- Born: Janice Gail Dinnen 10 December 1945 Bondi, New South Wales, Australia
- Died: 26 January 1974 (aged 28) St Pancras, London, United Kingdom
- Occupations: Actress, model
- Years active: 1958–1970
- Known for: The Stranger (1964–1965) The Flying Swan (1965) The Battlers (1968)
- Spouse: John Weiley
- Children: 2

= Janice Dinnen =

Australian actress (1945–1974)

Janice Dinnen (10 December 1945 – 26 January 1974) was an Australian actor of stage, film, and theatre.

==Early life==
Dinnen's parents emigrated to Australia from Finsbury Park, London in 1940. Dinnen was born in Bondi, New South Wales. She was a member of the Great Synagogue Youth Teens and after appearing in a J.Y.C. Drama Festival at the Independent Theatre in Sydney, she became a student of the Independent Theatre Study Group.

==Career==
Dinnen started out as a model and a child actor. Her first film role was in comedy-drama Smiley Gets a Gun in 1958 (the sequel to Smiley), before landing the role of Anna Koschek at age eleven, in the American Cinerama documentary film South Seas Adventure. She was hired on the spot after only one audition. By the age of 15, she had already acted in two stage productions at Sydney's Independent Theatre, made two television commercials and completed a modelling course at the June Dally-Watkins School of Deportment. In 1961, she had a part in the children's film Bungala Boys.

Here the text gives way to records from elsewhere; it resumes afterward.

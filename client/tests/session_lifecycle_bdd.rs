//! Behaviour tests for the session lifecycle.
//!
//! Scenarios drive a [`SessionStore`] wired to scripted HTTP, in-memory
//! storage, and a recording notifier, and check the published session, the
//! saved snapshot, and the notices raised along the way.
//
// rstest-bdd generates guard variables with double underscores, which trips
// the non_snake_case lint under -D warnings.
#![allow(non_snake_case)]

use std::sync::{Arc, Mutex};

use rstest::fixture;
use rstest_bdd_macros::{given, scenario, then, when};
use serde_json::{Value, json};
use status_client::api::ApiClient;
use status_client::domain::ports::{
    ApiResponse, InMemorySessionStorage, RecordingNotifier, ScriptedHttpTransport, SessionStorage,
};
use status_client::domain::{
    BearerToken, ClientError, ClientResult, RouteArea, RouteDecision, Session,
};
use status_client::{SESSION_STORAGE_KEY, SessionStore};
use tokio::runtime::Runtime;

const BASE_URL: &str = "http://localhost:4500/api";

struct SessionWorld {
    runtime: Runtime,
    transport: ScriptedHttpTransport,
    storage: InMemorySessionStorage,
    notifier: RecordingNotifier,
    store: Option<SessionStore>,
    outcome: Option<ClientResult<Session>>,
}

impl SessionWorld {
    fn new() -> Self {
        Self {
            runtime: Runtime::new().expect("tokio runtime should initialize"),
            transport: ScriptedHttpTransport::new(),
            storage: InMemorySessionStorage::new(),
            notifier: RecordingNotifier::new(),
            store: None,
            outcome: None,
        }
    }

    fn store(&self) -> &SessionStore {
        self.store.as_ref().expect("client must have started")
    }

    fn saved_snapshot(&self) -> Option<Value> {
        self.storage
            .read(SESSION_STORAGE_KEY)
            .expect("in-memory read succeeds")
            .map(|raw| serde_json::from_str(&raw).expect("snapshot is JSON"))
    }
}

#[fixture]
fn world() -> Mutex<SessionWorld> {
    Mutex::new(SessionWorld::new())
}

fn unquote(value: &str) -> &str {
    value.trim_matches('"')
}

fn grant(name: &str, token: &str) -> Value {
    json!({
        "token": token,
        "user": { "id": 1, "name": name, "email": "ada@example.com" },
        "organization": { "id": 9, "name": "Acme" }
    })
}

fn rejection(status: u16) -> ApiResponse {
    ApiResponse::json(status, &json!({ "message": "Invalid credentials" }))
}

fn parse_status(status: &str) -> u16 {
    status.parse().expect("status is numeric")
}

#[given("a saved session for {name} with token {token}")]
fn a_saved_session(world: &Mutex<SessionWorld>, name: String, token: String) {
    let world = world.lock().expect("world lock");
    world
        .storage
        .write(
            SESSION_STORAGE_KEY,
            &grant(unquote(&name), unquote(&token)).to_string(),
        )
        .expect("in-memory write succeeds");
}

#[given("a corrupt saved session")]
fn a_corrupt_saved_session(world: &Mutex<SessionWorld>) {
    let world = world.lock().expect("world lock");
    world
        .storage
        .write(SESSION_STORAGE_KEY, "{\"token\":")
        .expect("in-memory write succeeds");
}

#[given("no saved session")]
fn no_saved_session(world: &Mutex<SessionWorld>) {
    let world = world.lock().expect("world lock");
    assert!(!world.storage.contains(SESSION_STORAGE_KEY));
}

#[given("the server accepts the login with token {token}")]
fn the_server_accepts_the_login(world: &Mutex<SessionWorld>, token: String) {
    let world = world.lock().expect("world lock");
    world
        .transport
        .push_response(ApiResponse::json(200, &grant("Ada", unquote(&token))));
}

#[given("the server rejects the login with status {status}")]
fn the_server_rejects_the_login(world: &Mutex<SessionWorld>, status: String) {
    let world = world.lock().expect("world lock");
    world.transport.push_response(rejection(parse_status(&status)));
}

#[given("the server rejects the profile request with status {status}")]
fn the_server_rejects_the_profile(world: &Mutex<SessionWorld>, status: String) {
    let world = world.lock().expect("world lock");
    world.transport.push_response(rejection(parse_status(&status)));
}

#[when("the client starts")]
fn the_client_starts(world: &Mutex<SessionWorld>) {
    let mut world = world.lock().expect("world lock");
    let api = Arc::new(ApiClient::new(
        BASE_URL,
        Arc::new(world.transport.clone()),
    ));
    let store = SessionStore::new(
        api,
        Arc::new(world.storage.clone()),
        Arc::new(world.notifier.clone()),
    );
    store.hydrate();
    world.store = Some(store);
}

#[when("the user logs in as {email} with password {password}")]
fn the_user_logs_in(world: &Mutex<SessionWorld>, email: String, password: String) {
    let mut world = world.lock().expect("world lock");
    let outcome = world
        .runtime
        .block_on(world.store().login(unquote(&email), unquote(&password)));
    world.outcome = Some(outcome);
}

#[when("the profile is refreshed")]
fn the_profile_is_refreshed(world: &Mutex<SessionWorld>) {
    let mut world = world.lock().expect("world lock");
    let outcome = world.runtime.block_on(world.store().refresh_profile());
    world.outcome = Some(outcome);
}

#[when("the user logs out")]
fn the_user_logs_out(world: &Mutex<SessionWorld>) {
    let world = world.lock().expect("world lock");
    world.store().logout();
}

#[then("the session is authenticated with token {token}")]
fn the_session_is_authenticated(world: &Mutex<SessionWorld>, token: String) {
    let world = world.lock().expect("world lock");
    let session = world.store().session();
    assert!(session.is_authenticated(), "session: {session:?}");
    assert_eq!(
        session.token().map(BearerToken::as_str),
        Some(unquote(&token))
    );
    assert_eq!(
        world.store().api().token().as_ref().map(BearerToken::as_str),
        Some(unquote(&token))
    );
}

#[then("the session is anonymous")]
fn the_session_is_anonymous(world: &Mutex<SessionWorld>) {
    let world = world.lock().expect("world lock");
    assert_eq!(world.store().session(), Session::anonymous());
    assert!(world.store().api().token().is_none());
}

#[then("the saved session holds token {token}")]
fn the_saved_session_holds_token(world: &Mutex<SessionWorld>, token: String) {
    let world = world.lock().expect("world lock");
    let snapshot = world.saved_snapshot().expect("a session is saved");
    assert_eq!(snapshot.get("token"), Some(&json!(unquote(&token))));
}

#[then("no session is saved")]
fn no_session_is_saved(world: &Mutex<SessionWorld>) {
    let world = world.lock().expect("world lock");
    assert!(world.saved_snapshot().is_none());
}

#[then("the last notice reads {message}")]
fn the_last_notice_reads(world: &Mutex<SessionWorld>, message: String) {
    let world = world.lock().expect("world lock");
    let notice = world.notifier.notices().pop().expect("a notice was raised");
    assert_eq!(notice.message, unquote(&message));
}

#[then("the operation fails with status {status}")]
fn the_operation_fails_with_status(world: &Mutex<SessionWorld>, status: String) {
    let world = world.lock().expect("world lock");
    let outcome = world.outcome.as_ref().expect("an operation ran");
    let err = outcome.as_ref().expect_err("operation must fail");
    assert_eq!(err.status(), Some(parse_status(&status)));
}

#[then("the operation fails because the session expired")]
fn the_operation_fails_because_the_session_expired(world: &Mutex<SessionWorld>) {
    let world = world.lock().expect("world lock");
    let outcome = world.outcome.as_ref().expect("an operation ran");
    assert!(
        matches!(outcome, Err(ClientError::SessionExpired { .. })),
        "outcome: {outcome:?}"
    );
}

#[then("the dashboard is open to the user")]
fn the_dashboard_is_open(world: &Mutex<SessionWorld>) {
    let world = world.lock().expect("world lock");
    assert_eq!(
        world.store().route_decision(RouteArea::Dashboard),
        RouteDecision::Allowed
    );
}

#[then("the dashboard redirects to the login page")]
fn the_dashboard_redirects_to_login(world: &Mutex<SessionWorld>) {
    let world = world.lock().expect("world lock");
    assert_eq!(
        world.store().route_decision(RouteArea::Dashboard),
        RouteDecision::RedirectToLogin
    );
}

#[then("the login page is open to the visitor")]
fn the_login_page_is_open(world: &Mutex<SessionWorld>) {
    let world = world.lock().expect("world lock");
    assert_eq!(
        world.store().route_decision(RouteArea::Auth),
        RouteDecision::Allowed
    );
}

#[scenario(
    path = "tests/features/session_lifecycle.feature",
    name = "A saved session is restored on startup"
)]
fn saved_session_is_restored(world: Mutex<SessionWorld>) {
    let _ = world;
}

#[scenario(
    path = "tests/features/session_lifecycle.feature",
    name = "A corrupt saved session is ignored"
)]
fn corrupt_saved_session_is_ignored(world: Mutex<SessionWorld>) {
    let _ = world;
}

#[scenario(
    path = "tests/features/session_lifecycle.feature",
    name = "Logging in persists the session"
)]
fn logging_in_persists_the_session(world: Mutex<SessionWorld>) {
    let _ = world;
}

#[scenario(
    path = "tests/features/session_lifecycle.feature",
    name = "A rejected login leaves the visitor anonymous"
)]
fn rejected_login_leaves_visitor_anonymous(world: Mutex<SessionWorld>) {
    let _ = world;
}

#[scenario(
    path = "tests/features/session_lifecycle.feature",
    name = "A failed profile refresh ends the session"
)]
fn failed_profile_refresh_ends_the_session(world: Mutex<SessionWorld>) {
    let _ = world;
}

#[scenario(
    path = "tests/features/session_lifecycle.feature",
    name = "Logging out clears the saved session"
)]
fn logging_out_clears_the_saved_session(world: Mutex<SessionWorld>) {
    let _ = world;
}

In 1963 and 1964, Dinnen acted in several stage productions for Sydney's Old Tote Theatre Company, including The Cherry Orchard, Hamlet, The Importance of Being Earnest and Days of Glory.

Dinnen also appeared in the Australian TV plays Ballad for One Gun (about bushranger Ned Kelly) and A Sound of Trumpets. From 1964 to 1965, she played the role of Jean Welsh in the first season of Australian children's science fiction series The Stranger. In 1965, she played Margaret-Anne Baxter in the British miniseries The Flying Swan, and also appeared in the British television play Auto Stop.

In 1968, Dinnen played the recurring role of Donna McCall in Australian series The Battlers, about an Aboriginal boxer, inspired by the true story of Lionel Rose. From 1969 to 1970, she had guest roles in British series The Troubleshooters and Fraud Squad. Her final role was in the 1970 British folk horror film Tam Lin (also known as The Ballad of Tam Lin and The Devil's Widow) alongside Ava Gardner and Ian McShane.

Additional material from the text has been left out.